» EXERCISE DIRECTIONS:
Every line of the data that contains the string "push" must be copied.

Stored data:

//! Create/edit form state

use crate::books::validate::{self, Field, FieldError, FormValues};
use crate::books::{Book, BookDraft, GENRES, STATUSES};

/// What the form submits as
#[derive(Debug, Clone, Copy, PartialEq, Eq)]
pub enum FormMode {
    Create,
    Edit(u64),
}

#[derive(Debug, Clone)]
pub struct BookForm {
    pub mode: FormMode,
    pub values: FormValues,
    pub focus: Field,
    pub errors: Vec<FieldError>,
    /// Request in flight; input is locked
    pub submitting: bool,
}

impl BookForm {
    pub fn create() -> Self {
        Self::with_values(FormMode::Create, FormValues::default())
    }

    pub fn edit(book: &Book) -> Self {
        Self::with_values(FormMode::Edit(book.id), FormValues::from(&BookDraft::from(book)))
    }

    fn with_values(mode: FormMode, values: FormValues) -> Self {
        Self {
            mode,
            values,
            focus: Field::Title,
            errors: Vec::new(),
            submitting: false,
        }
    }

    pub fn title(&self) -> &'static str {
        match self.mode {
            FormMode::Create => "New Book",
            FormMode::Edit(_) => "Edit Book",
        }
    }

    pub fn next_field(&mut self) {
        self.focus = step(self.focus, 1);
    }

    pub fn prev_field(&mut self) {
        self.focus = step(self.focus, Field::ALL.len() - 1);
    }

    /// Type into the focused text field; select fields ignore it
    pub fn input_char(&mut self, c: char) {
        match self.focus {
            Field::Title => self.values.title.push(c),
            Field::Author => self.values.author.push(c),
            Field::PublishedYear if c.is_ascii_digit() => self.values.published_year.push(c),
            _ => return,
        }
        self.clear_error(self.focus);
    }

    pub fn backspace(&mut self) {
        match self.focus {
            Field::Title => self.values.title.pop(),
            Field::Author => self.values.author.pop(),
            Field::PublishedYear => self.values.published_year.pop(),
            _ => return,
        };
        self.clear_error(self.focus);
    }

    /// Step the focused select field through its options
    pub fn cycle(&mut self, forward: bool) {
        match self.focus {
            Field::Genre => cycle_option(&mut self.values.genre, &GENRES, forward),
            Field::Status => cycle_option(&mut self.values.status, &STATUSES, forward),
            _ => return,
        }
        self.clear_error(self.focus);
    }

    pub fn error_for(&self, field: Field) -> Option<&str> {
        self.errors
            .iter()
            .find(|e| e.field == field)
            .map(|e| e.message.as_str())
    }

    /// Validate; keep the errors for display and return the draft if clean
    pub fn submit(&mut self) -> Option<BookDraft> {
        match validate::validate(&self.values) {
            Ok(draft) => {
                self.errors.clear();
                Some(draft)
            }
            Err(errors) => {
                tracing::debug!(count = errors.len(), "Form rejected");
                if let Some(first) = errors.first() {
                    self.focus = first.field;
                }
                self.errors = errors;
                None
            }
        }
    }

    fn clear_error(&mut self, field: Field) {
        self.errors.retain(|e| e.field != field);
    }
}

fn step(field: Field, by: usize) -> Field {
    let index = Field::ALL.iter().position(|f| *f == field).unwrap_or(0);
    Field::ALL[(index + by) % Field::ALL.len()]
}

fn cycle_option(value: &mut String, options: &[&str], forward: bool) {
    let next = match options.iter().position(|o| *o == value.as_str()) {
        None if forward => 0,
        None => options.len() - 1,
        Some(i) if forward => (i + 1) % options.len(),
        Some(i) => (i + options.len() - 1) % options.len(),
    };
    *value = options[next].to_string();
}

#[cfg(test)]
mod tests {
    use super::*;

    #[test]
    fn test_focus_wraps_both_ways() {
        let mut form = BookForm::create();
        form.prev_field();
        assert_eq!(form.focus, Field::Status);
        form.next_field();
        form.next_field();
        assert_eq!(form.focus, Field::Author);
    }

    #[test]
    fn test_year_field_accepts_digits_only() {
        let mut form = BookForm::create();
        form.focus = Field::PublishedYear;
        form.values.published_year.clear();
        for c in "19a6x5".chars() {
            form.input_char(c);
        }
        assert_eq!(form.values.published_year, "1965");
    }

    #[test]
    fn test_genre_cycles_from_empty() {
        let mut form = BookForm::create();
        form.focus = Field::Genre;
        form.cycle(true);
        assert_eq!(form.values.genre, "Thriller");
        form.cycle(false);
        form.cycle(false);
        assert_eq!(form.values.genre, "Post-Apocalyptic");
    }

    #[test]
    fn test_submit_focuses_first_error_and_typing_clears_it() {
        let mut form = BookForm::create();
        form.values.author = "Frank Herbert".to_string();
        form.focus = Field::Status;

        assert!(form.submit().is_none());
        assert_eq!(form.focus, Field::Title);
        assert_eq!(form.error_for(Field::Title), Some("Title is required"));
        assert!(form.error_for(Field::Genre).is_some());

        form.input_char('D');
        assert!(form.error_for(Field::Title).is_none());
    }

    #[test]
    fn test_edit_prefills_and_submits() {
        let book = Book {
            id: 9,
            title: "Dune".to_string(),
            author: "Frank Herbert".to_string(),
            genre: "Science Fiction".to_string(),
            published_year: 1965,
            status: "Issued".to_string(),
        };
        let mut form = BookForm::edit(&book);
        assert_eq!(form.mode, FormMode::Edit(9));
        assert_eq!(form.values.published_year, "1965");

        let draft = form.submit().unwrap();
        assert_eq!(draft, BookDraft::from(&book));
    }
}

» WRITTEN SOLUTION:
            Field::Title => self.values.title.push(c),
            Field::Author => self.values.author.push(c),
            Field::PublishedYear if c.is_ascii_digit() => self.values.published_year.push(c),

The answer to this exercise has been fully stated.